Una hipótesis que roza esta agenda es que el ciclo abrupto de la economía argentina (el país tiene una de las tres macroeconomías más volátiles del mundo: su variable de volatilidad histórica es, por ejemplo, el triple que la de Brasil) lleva a sus ciudadanos a ser más ansiosos e impacientes: siempre estamos preguntando, como chicos en el asiento de atrás en un viaje en auto largo, "cuánto falta", en este caso para el segundo semestre, para la reactivación o para que explote todo.

Adolfo Canitrot, ya en la década del 70, decía que el comportamiento económico individual se derivaba de una forma particular de racionalidad limitada que provenía de que uno construía sus decisiones de la macro a la micro.

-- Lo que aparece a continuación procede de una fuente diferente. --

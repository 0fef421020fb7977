//! **Sequence Controller**: drives steps through the phase state machine.
//!
//! Every phase-advancing call stops the active playback and tick, bumps `generation` and spawns
//! a continuation stamped with the new value. Continuations re-check their stamp under the state
//! lock after every await; a mismatch means the work was superseded and is dropped silently.
//!
//! ```text
//! PreparingAudio ─► Announcing ─► Countdown ─► (alarm) ─┬─► Buffer ─► PreparingAudio (next)
//!        │                            ▲                 └─► PreparingAudio (next)
//!        └──── announcement failed ───┘                 └─► CompletionAnnouncement ─► Completed
//! ```

use crate::cache::AnnouncementCache;
use crate::error::SequenceError;
use crate::state::{Phase, RunSnapshot, RunState, SequenceEvent};
use crate::step::{SequenceSettings, Step};
use crate::tick::{TickHandle, TickSource};
use cadence_voice::{AudioBuffer, AudioOutput, Completion, SpeechService};
use std::sync::{Arc, Mutex, MutexGuard, PoisonError};
use std::time::Duration;
use tokio::sync::{mpsc, watch};
use tracing::{debug, info, warn};

/// How long a transient notice stays visible.
pub const NOTICE_DURATION: Duration = Duration::from_secs(5);

struct Shared {
    steps: Arc<[Step]>,
    settings: SequenceSettings,
    audio: Arc<dyn AudioOutput>,
    cache: AnnouncementCache,
    state: Mutex<RunState>,
    events: mpsc::UnboundedSender<SequenceEvent>,
    snapshot: watch::Sender<RunSnapshot>,
}

/// Owns one run. Dropping it tears the run down like [`exit`](Self::exit).
pub struct SequenceController {
    shared: Arc<Shared>,
}

impl SequenceController {
    /// Validate the input and start at step 0. Must be called within a tokio runtime.
    pub fn start(
        steps: Vec<Step>,
        settings: SequenceSettings,
        speech: Arc<dyn SpeechService>,
        audio: Arc<dyn AudioOutput>,
    ) -> Result<(Self, mpsc::UnboundedReceiver<SequenceEvent>), SequenceError> {
        if steps.is_empty() {
            return Err(SequenceError::EmptySequence);
        }
        settings.validate()?;

        let steps: Arc<[Step]> = steps.into();
        let cache = AnnouncementCache::new(Arc::clone(&steps), speech, Arc::clone(&audio));
        let state = RunState::new();
        let (events, event_rx) = mpsc::unbounded_channel();
        let (snapshot, _) = watch::channel(snapshot_of(&steps, &state));
        let shared = Arc::new(Shared {
            steps,
            settings,
            audio,
            cache,
            state: Mutex::new(state),
            events,
            snapshot,
        });

        info!(
            steps = shared.steps.len(),
            buffer_seconds = shared.settings.buffer_seconds,
            alarm = %shared.settings.alarm_sound,
            "▶️ Sequence started"
        );
        {
            let mut st = shared.lock();
            shared.begin_locked(&mut st, 0);
        }
        Ok((Self { shared }, event_rx))
    }

    /// Freeze the running countdown or buffer. Returns whether anything was paused.
    pub fn pause(&self) -> bool {
        let shared = &self.shared;
        let mut st = shared.lock();
        if st.exited || st.paused || !st.phase.is_timed() {
            return false;
        }
        let Some(tick) = st.active_tick.take() else {
            return false;
        };
        tick.cancel();
        st.generation += 1;
        st.paused = true;
        info!(index = st.current_index, remaining = st.remaining_seconds, "⏸️ Paused");
        shared.emit(SequenceEvent::Paused {
            remaining: st.remaining_seconds,
        });
        shared.publish(&st);
        true
    }

    /// Continue a paused countdown or buffer from the frozen remaining value.
    pub fn resume(&self) -> bool {
        let shared = &self.shared;
        let mut st = shared.lock();
        if st.exited || !st.paused {
            return false;
        }
        st.paused = false;
        st.generation += 1;
        let generation = st.generation;
        let remaining = st.remaining_seconds;
        st.active_tick = Some(shared.start_tick(generation, remaining));
        info!(index = st.current_index, remaining, "▶️ Resumed");
        shared.emit(SequenceEvent::Resumed { remaining });
        shared.publish(&st);
        true
    }

    /// Abandon the current position and move on. Returns whether anything changed.
    pub fn skip(&self) -> bool {
        let shared = &self.shared;
        let mut st = shared.lock();
        if st.exited {
            return false;
        }
        let index = st.current_index;
        let phase = st.phase;
        match phase {
            Phase::Completed => return false,
            Phase::CompletionAnnouncement => {
                st.release_active();
                st.generation += 1;
                shared.emit(SequenceEvent::Skipped { index, phase });
                shared.finish_locked(&mut st);
            }
            // The buffer already points at the step it was waiting for.
            Phase::Buffer => {
                shared.emit(SequenceEvent::Skipped { index, phase });
                shared.begin_locked(&mut st, index);
            }
            _ => {
                shared.emit(SequenceEvent::Skipped { index, phase });
                shared.begin_locked(&mut st, index + 1);
            }
        }
        info!(index, %phase, "⏭️ Skipped");
        true
    }

    /// Tear the run down: stop audio and ticking, invalidate all in-flight work.
    pub fn exit(&self) {
        self.shared.exit();
    }

    pub fn snapshot(&self) -> RunSnapshot {
        self.shared.snapshot.borrow().clone()
    }

    /// Watch the latest snapshot.
    pub fn subscribe(&self) -> watch::Receiver<RunSnapshot> {
        self.shared.snapshot.subscribe()
    }

    pub fn steps(&self) -> &[Step] {
        &self.shared.steps
    }

    pub fn cache(&self) -> &AnnouncementCache {
        &self.shared.cache
    }
}

impl Drop for SequenceController {
    fn drop(&mut self) {
        self.shared.exit();
    }
}

fn snapshot_of(steps: &[Step], st: &RunState) -> RunSnapshot {
    RunSnapshot {
        index: st.current_index,
        step_count: steps.len(),
        step_name: steps.get(st.current_index).map(|s| s.name.clone()),
        phase: st.phase,
        remaining_seconds: st.remaining_seconds,
        paused: st.paused,
        generation: st.generation,
        notice: st.notice.clone(),
        exited: st.exited,
    }
}

impl Shared {
    fn lock(&self) -> MutexGuard<'_, RunState> {
        self.state.lock().unwrap_or_else(PoisonError::into_inner)
    }

    fn emit(&self, event: SequenceEvent) {
        // Nobody listening is fine; the snapshot channel still carries the state.
        let _ = self.events.send(event);
    }

    fn publish(&self, st: &RunState) {
        self.snapshot.send_replace(snapshot_of(&self.steps, st));
    }

    fn set_phase(&self, st: &mut RunState, phase: Phase) {
        st.phase = phase;
        info!(index = st.current_index, %phase, generation = st.generation, "phase");
        self.emit(SequenceEvent::PhaseChanged {
            index: st.current_index,
            phase,
        });
        self.publish(st);
    }

    /// Entry point for every phase-advancing transition.
    fn begin_locked(self: &Arc<Self>, st: &mut RunState, index: usize) {
        if st.exited {
            return;
        }
        st.release_active();
        st.generation += 1;
        let generation = st.generation;
        if st.notice.take().is_some() {
            self.emit(SequenceEvent::NoticeCleared);
        }
        st.paused = false;
        st.remaining_seconds = 0;

        let count = self.steps.len();
        st.current_index = index.min(count);
        if index < count {
            self.set_phase(st, Phase::PreparingAudio);
            tokio::spawn(Arc::clone(self).announce_step(index, generation));
        } else {
            self.set_phase(st, Phase::CompletionAnnouncement);
            tokio::spawn(Arc::clone(self).announce_completion(generation));
        }
    }

    /// Start playback and make it the active handle.
    fn play_locked(&self, st: &mut RunState, buffer: &AudioBuffer) -> Result<Completion, SequenceError> {
        let playback = self.audio.play(buffer, self.settings.voice_volume)?;
        let (completion, stop) = playback.into_parts();
        st.active_playback = Some(stop);
        Ok(completion)
    }

    async fn announce_step(self: Arc<Self>, index: usize, generation: u64) {
        let prepared = self.cache.get_or_fetch(index).await;

        let completion = {
            let mut st = self.lock();
            if !st.is_live(generation) {
                debug!(index, generation, "stale announcement discarded");
                return;
            }
            match prepared.and_then(|buffer| self.play_locked(&mut st, &buffer)) {
                Ok(completion) => {
                    self.set_phase(&mut st, Phase::Announcing);
                    Some(completion)
                }
                Err(e) => {
                    warn!(index, error = %e, "announcement unavailable, counting down silently");
                    self.show_notice_locked(&mut st, format!("Announcement unavailable: {}", e));
                    None
                }
            }
        };

        self.cache.spawn_ensure(index + 1);

        if let Some(completion) = completion {
            completion.wait().await;
        }

        let mut st = self.lock();
        if !st.is_live(generation) {
            return;
        }
        st.active_playback = None;
        let seconds = self.steps[index].duration_seconds;
        st.remaining_seconds = seconds;
        self.set_phase(&mut st, Phase::Countdown);
        st.active_tick = Some(self.start_tick(generation, seconds));
    }

    fn start_tick(self: &Arc<Self>, generation: u64, seconds: u32) -> TickHandle {
        let on_tick = Arc::clone(self);
        let on_done = Arc::clone(self);
        TickSource::start(
            seconds,
            move |remaining| on_tick.on_tick(generation, remaining),
            move || on_done.on_tick_done(generation),
        )
    }

    fn on_tick(&self, generation: u64, remaining: u32) {
        let mut st = self.lock();
        if !st.is_live(generation) {
            return;
        }
        st.remaining_seconds = remaining;
        self.emit(SequenceEvent::Tick {
            index: st.current_index,
            remaining,
        });
        self.publish(&st);
    }

    fn on_tick_done(self: &Arc<Self>, generation: u64) {
        let mut st = self.lock();
        if !st.is_live(generation) {
            return;
        }
        st.active_tick = None;
        match st.phase {
            Phase::Countdown => {
                tokio::spawn(Arc::clone(self).ring_alarm(generation));
            }
            Phase::Buffer => {
                let index = st.current_index;
                self.begin_locked(&mut st, index);
            }
            phase => debug!(%phase, "tick finished outside a timed phase"),
        }
    }

    async fn ring_alarm(self: Arc<Self>, generation: u64) {
        let completion = {
            let mut st = self.lock();
            if !st.is_live(generation) {
                return;
            }
            if let Some(stop) = st.active_playback.take() {
                stop.stop();
            }
            let settings = &self.settings;
            match self.audio.play_alarm(settings.alarm_sound, settings.alarm_volume) {
                Ok(playback) => {
                    let (completion, stop) = playback.into_parts();
                    st.active_playback = Some(stop);
                    Some(completion)
                }
                Err(e) => {
                    warn!(index = st.current_index, error = %e, "alarm playback failed");
                    None
                }
            }
        };
        if let Some(completion) = completion {
            completion.wait().await;
        }

        let mut st = self.lock();
        if !st.is_live(generation) {
            return;
        }
        st.active_playback = None;
        let next = st.current_index + 1;
        let buffer = self.settings.buffer_seconds;
        if next < self.steps.len() && buffer > 0 {
            st.current_index = next;
            st.remaining_seconds = buffer;
            self.set_phase(&mut st, Phase::Buffer);
            st.active_tick = Some(self.start_tick(generation, buffer));
        } else {
            self.begin_locked(&mut st, next);
        }
    }

    async fn announce_completion(self: Arc<Self>, generation: u64) {
        let index = self.cache.completion_index();
        let prepared = self.cache.get_or_fetch(index).await;

        let completion = {
            let mut st = self.lock();
            if !st.is_live(generation) {
                return;
            }
            match prepared.and_then(|buffer| self.play_locked(&mut st, &buffer)) {
                Ok(completion) => Some(completion),
                Err(e) => {
                    warn!(error = %e, "completion announcement failed");
                    None
                }
            }
        };
        if let Some(completion) = completion {
            completion.wait().await;
        }

        let mut st = self.lock();
        if !st.is_live(generation) {
            return;
        }
        st.active_playback = None;
        self.finish_locked(&mut st);
    }

    fn finish_locked(&self, st: &mut RunState) {
        st.current_index = self.steps.len();
        st.remaining_seconds = 0;
        st.paused = false;
        self.set_phase(st, Phase::Completed);
        info!("🏁 Sequence completed");
    }

    fn show_notice_locked(self: &Arc<Self>, st: &mut RunState, message: String) {
        st.notice_seq += 1;
        let seq = st.notice_seq;
        st.notice = Some(message.clone());
        self.emit(SequenceEvent::Notice { message });
        self.publish(st);

        let shared = Arc::clone(self);
        tokio::spawn(async move {
            tokio::time::sleep(NOTICE_DURATION).await;
            let mut st = shared.lock();
            if st.notice_seq == seq && st.notice.take().is_some() {
                shared.emit(SequenceEvent::NoticeCleared);
                shared.publish(&st);
            }
        });
    }

    fn exit(&self) {
        let mut st = self.lock();
        if st.exited {
            return;
        }
        st.release_active();
        st.generation += 1;
        st.exited = true;
        st.paused = false;
        st.notice = None;
        self.cache.close();
        info!(index = st.current_index, phase = %st.phase, "⏹️ Sequence exited");
        self.emit(SequenceEvent::Exited);
        self.publish(&st);
    }
}
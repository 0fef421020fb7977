//! Single-resolution playback handles.
//!
//! Every play request yields a [`Playback`]: a [`Completion`] that resolves exactly once,
//! and a clonable [`StopHandle`]. Stopping is idempotent and always resolves the completion,
//! even when it happens before the audio would have ended on its own.

use std::sync::{Arc, Mutex, PoisonError};
use tokio::sync::watch;

type StopHook = Box<dyn FnOnce() + Send>;

struct Shared {
    done: watch::Sender<bool>,
    on_stop: Mutex<Option<StopHook>>,
}

/// Handle returned by [`AudioOutput::play`](crate::output::AudioOutput::play).
pub struct Playback {
    pub completion: Completion,
    pub stop: StopHandle,
}

impl Playback {
    /// New in-flight playback. `on_stop` runs at most once, on the first explicit stop.
    pub fn new(on_stop: impl FnOnce() + Send + 'static) -> Self {
        let (done, rx) = watch::channel(false);
        let shared = Arc::new(Shared {
            done,
            on_stop: Mutex::new(Some(Box::new(on_stop))),
        });
        Self {
            completion: Completion { rx },
            stop: StopHandle { shared },
        }
    }

    pub fn into_parts(self) -> (Completion, StopHandle) {
        (self.completion, self.stop)
    }
}

/// Resolves once playback ends or is stopped.
pub struct Completion {
    rx: watch::Receiver<bool>,
}

impl Completion {
    pub async fn wait(mut self) {
        // A dropped sender means the backend is gone; treat it as finished.
        let _ = self.rx.wait_for(|done| *done).await;
    }
}

/// Idempotent stop control for one playback.
#[derive(Clone)]
pub struct StopHandle {
    shared: Arc<Shared>,
}

impl StopHandle {
    /// Stop now. Runs the backend hook on the first call only.
    pub fn stop(&self) {
        let hook = self
            .shared
            .on_stop
            .lock()
            .unwrap_or_else(PoisonError::into_inner)
            .take();
        if let Some(hook) = hook {
            hook();
        }
        self.shared.done.send_replace(true);
    }

    /// Natural end of playback. Drops the stop hook without running it.
    pub fn mark_finished(&self) {
        self.shared
            .on_stop
            .lock()
            .unwrap_or_else(PoisonError::into_inner)
            .take();
        self.shared.done.send_replace(true);
    }

    pub fn is_finished(&self) -> bool {
        *self.shared.done.borrow()
    }
}

impl std::fmt::Debug for StopHandle {
    fn fmt(&self, f: &mut std::fmt::Formatter<'_>) -> std::fmt::Result {
        f.debug_struct("StopHandle")
            .field("finished", &self.is_finished())
            .finish()
    }
}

Y como la macro tenía la particular naturaleza de habernos expuesto tantas veces a los ciclos de "stop-go", crisis y volatilidad, aparecían comportamientos que eran precautorios y que tenían obviamente sus costos asociados. Por un lado, este sesgo doméstico lleva a posponer decisiones y por otro lleva a cometer errores.

Ahí se encendió la luz del celular: entró el mail con las respuestas de Weinschelbaum. Bien. A respirar hondo, relajarse y escribir la columna con conciencia plena en el presente.